What the exercise asks |
Every line of the data must be set down exactly as shown.

Content starts

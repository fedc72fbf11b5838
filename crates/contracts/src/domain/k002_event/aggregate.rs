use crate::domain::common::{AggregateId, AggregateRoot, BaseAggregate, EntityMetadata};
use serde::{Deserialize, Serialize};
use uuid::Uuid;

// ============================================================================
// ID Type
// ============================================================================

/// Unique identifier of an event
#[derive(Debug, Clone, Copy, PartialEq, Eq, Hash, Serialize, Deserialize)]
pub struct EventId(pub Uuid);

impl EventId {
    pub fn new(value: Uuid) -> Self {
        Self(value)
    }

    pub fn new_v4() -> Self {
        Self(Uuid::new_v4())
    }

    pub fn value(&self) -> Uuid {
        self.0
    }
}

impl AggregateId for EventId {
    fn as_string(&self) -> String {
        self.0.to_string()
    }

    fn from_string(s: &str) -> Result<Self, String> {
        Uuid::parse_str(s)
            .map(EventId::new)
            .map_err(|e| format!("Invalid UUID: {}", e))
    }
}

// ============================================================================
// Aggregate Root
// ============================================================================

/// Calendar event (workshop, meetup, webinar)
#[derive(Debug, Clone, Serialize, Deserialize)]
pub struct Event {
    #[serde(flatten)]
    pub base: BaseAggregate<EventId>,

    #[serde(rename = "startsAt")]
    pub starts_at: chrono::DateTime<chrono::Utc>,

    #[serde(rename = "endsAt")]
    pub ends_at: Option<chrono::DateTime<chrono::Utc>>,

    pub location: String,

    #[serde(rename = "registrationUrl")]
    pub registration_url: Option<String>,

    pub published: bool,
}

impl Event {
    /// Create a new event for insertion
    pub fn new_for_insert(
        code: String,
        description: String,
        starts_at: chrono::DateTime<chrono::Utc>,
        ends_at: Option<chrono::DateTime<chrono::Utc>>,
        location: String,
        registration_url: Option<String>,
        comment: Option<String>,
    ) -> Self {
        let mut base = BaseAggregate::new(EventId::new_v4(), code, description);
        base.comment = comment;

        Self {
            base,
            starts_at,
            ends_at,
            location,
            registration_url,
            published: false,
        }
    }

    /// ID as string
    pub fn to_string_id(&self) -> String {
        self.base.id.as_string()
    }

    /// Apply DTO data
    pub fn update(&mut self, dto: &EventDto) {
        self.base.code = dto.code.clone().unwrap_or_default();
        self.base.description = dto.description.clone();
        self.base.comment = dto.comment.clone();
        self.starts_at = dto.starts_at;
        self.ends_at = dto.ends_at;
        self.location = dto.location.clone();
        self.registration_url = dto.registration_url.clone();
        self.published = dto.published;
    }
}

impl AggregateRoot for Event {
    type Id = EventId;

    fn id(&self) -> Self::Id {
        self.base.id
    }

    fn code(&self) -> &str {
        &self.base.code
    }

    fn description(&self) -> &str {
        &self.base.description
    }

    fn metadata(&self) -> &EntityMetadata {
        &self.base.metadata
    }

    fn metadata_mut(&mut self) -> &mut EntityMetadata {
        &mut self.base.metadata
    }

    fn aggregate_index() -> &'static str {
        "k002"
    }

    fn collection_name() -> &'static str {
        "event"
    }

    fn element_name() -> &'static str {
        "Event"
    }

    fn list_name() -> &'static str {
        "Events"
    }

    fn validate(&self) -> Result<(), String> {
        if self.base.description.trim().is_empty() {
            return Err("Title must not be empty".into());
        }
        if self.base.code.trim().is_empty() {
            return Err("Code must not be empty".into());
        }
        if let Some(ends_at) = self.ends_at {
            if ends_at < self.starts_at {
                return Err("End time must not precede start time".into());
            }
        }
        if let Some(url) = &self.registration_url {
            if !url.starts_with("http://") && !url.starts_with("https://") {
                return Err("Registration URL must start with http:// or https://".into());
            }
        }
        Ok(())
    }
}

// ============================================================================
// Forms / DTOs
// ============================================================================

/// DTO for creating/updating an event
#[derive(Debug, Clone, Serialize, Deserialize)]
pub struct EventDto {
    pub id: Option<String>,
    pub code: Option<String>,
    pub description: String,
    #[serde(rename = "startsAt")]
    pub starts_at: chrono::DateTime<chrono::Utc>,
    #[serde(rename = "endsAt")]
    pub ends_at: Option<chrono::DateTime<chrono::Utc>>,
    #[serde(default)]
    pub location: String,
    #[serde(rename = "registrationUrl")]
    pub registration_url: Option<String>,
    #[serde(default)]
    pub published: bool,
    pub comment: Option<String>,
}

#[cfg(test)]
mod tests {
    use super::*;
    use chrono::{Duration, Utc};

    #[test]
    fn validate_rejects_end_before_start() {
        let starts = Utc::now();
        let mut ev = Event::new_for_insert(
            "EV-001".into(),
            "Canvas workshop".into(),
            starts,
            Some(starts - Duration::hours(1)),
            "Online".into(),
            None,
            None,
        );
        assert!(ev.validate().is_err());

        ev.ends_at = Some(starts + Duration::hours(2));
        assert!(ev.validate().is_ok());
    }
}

Content ends

Solved problem |
repository fedc72fbf11b5838
filename crates/contracts/src/domain/k002_event/aggregate.rs
use crate::domain::common::{AggregateId, AggregateRoot, BaseAggregate, EntityMetadata};
use serde::{Deserialize, Serialize};
use uuid::Uuid;

// ============================================================================
// ID Type
// ============================================================================

/// Unique identifier of an event
#[derive(Debug, Clone, Copy, PartialEq, Eq, Hash, Serialize, Deserialize)]
pub struct EventId(pub Uuid);

impl EventId {
    pub fn new(value: Uuid) -> Self {
        Self(value)
    }

    pub fn new_v4() -> Self {
        Self(Uuid::new_v4())
    }

    pub fn value(&self) -> Uuid {
        self.0
    }
}

impl AggregateId for EventId {
    fn as_string(&self) -> String {
        self.0.to_string()
    }

    fn from_string(s: &str) -> Result<Self, String> {
        Uuid::parse_str(s)
            .map(EventId::new)
            .map_err(|e| format!("Invalid UUID: {}", e))
    }
}

// ============================================================================
// Aggregate Root
// ============================================================================

/// Calendar event (workshop, meetup, webinar)
#[derive(Debug, Clone, Serialize, Deserialize)]
pub struct Event {
    #[serde(flatten)]
    pub base: BaseAggregate<EventId>,

    #[serde(rename = "startsAt")]
    pub starts_at: chrono::DateTime<chrono::Utc>,

    #[serde(rename = "endsAt")]
    pub ends_at: Option<chrono::DateTime<chrono::Utc>>,

    pub location: String,

    #[serde(rename = "registrationUrl")]
    pub registration_url: Option<String>,

    pub published: bool,
}

impl Event {
    /// Create a new event for insertion
    pub fn new_for_insert(
        code: String,
        description: String,
        starts_at: chrono::DateTime<chrono::Utc>,
        ends_at: Option<chrono::DateTime<chrono::Utc>>,
        location: String,
        registration_url: Option<String>,
        comment: Option<String>,
    ) -> Self {
        let mut base = BaseAggregate::new(EventId::new_v4(), code, description);
        base.comment = comment;

        Self {
            base,
            starts_at,
            ends_at,
            location,
            registration_url,
            published: false,
        }
    }

    /// ID as string
    pub fn to_string_id(&self) -> String {
        self.base.id.as_string()
    }

    /// Apply DTO data
    pub fn update(&mut self, dto: &EventDto) {
        self.base.code = dto.code.clone().unwrap_or_default();
        self.base.description = dto.description.clone();
        self.base.comment = dto.comment.clone();
        self.starts_at = dto.starts_at;
        self.ends_at = dto.ends_at;
        self.location = dto.location.clone();
        self.registration_url = dto.registration_url.clone();
        self.published = dto.published;
    }
}

impl AggregateRoot for Event {
    type Id = EventId;

    fn id(&self) -> Self::Id {
        self.base.id
    }

    fn code(&self) -> &str {
        &self.base.code
    }

    fn description(&self) -> &str {
        &self.base.description
    }

    fn metadata(&self) -> &EntityMetadata {
        &self.base.metadata
    }

    fn metadata_mut(&mut self) -> &mut EntityMetadata {
        &mut self.base.metadata
    }

    fn aggregate_index() -> &'static str {
        "k002"
    }

    fn collection_name() -> &'static str {
        "event"
    }

    fn element_name() -> &'static str {
        "Event"
    }

    fn list_name() -> &'static str {
        "Events"
    }

    fn validate(&self) -> Result<(), String> {
        if self.base.description.trim().is_empty() {
            return Err("Title must not be empty".into());
        }
        if self.base.code.trim().is_empty() {
            return Err("Code must not be empty".into());
        }
        if let Some(ends_at) = self.ends_at {
            if ends_at < self.starts_at {
                return Err("End time must not precede start time".into());
            }
        }
        if let Some(url) = &self.registration_url {
            if !url.starts_with("http://") && !url.starts_with("https://") {
                return Err("Registration URL must start with http:// or https://".into());
            }
        }
        Ok(())
    }
}

// ============================================================================
// Forms / DTOs
// ============================================================================

/// DTO for creating/updating an event
#[derive(Debug, Clone, Serialize, Deserialize)]
pub struct EventDto {
    pub id: Option<String>,
    pub code: Option<String>,
    pub description: String,
    #[serde(rename = "startsAt")]
    pub starts_at: chrono::DateTime<chrono::Utc>,
    #[serde(rename = "endsAt")]
    pub ends_at: Option<chrono::DateTime<chrono::Utc>>,
    #[serde(default)]
    pub location: String,
    #[serde(rename = "registrationUrl")]
    pub registration_url: Option<String>,
    #[serde(default)]
    pub published: bool,
    pub comment: Option<String>,
}

#[cfg(test)]
mod tests {
    use super::*;
    use chrono::{Duration, Utc};

    #[test]
    fn validate_rejects_end_before_start() {
        let starts = Utc::now();
        let mut ev = Event::new_for_insert(
            "EV-001".into(),
            "Canvas workshop".into(),
            starts,
            Some(starts - Duration::hours(1)),
            "Online".into(),
            None,
            None,
        );
        assert!(ev.validate().is_err());

        ev.ends_at = Some(starts + Duration::hours(2));
        assert!(ev.validate().is_ok());
    }
}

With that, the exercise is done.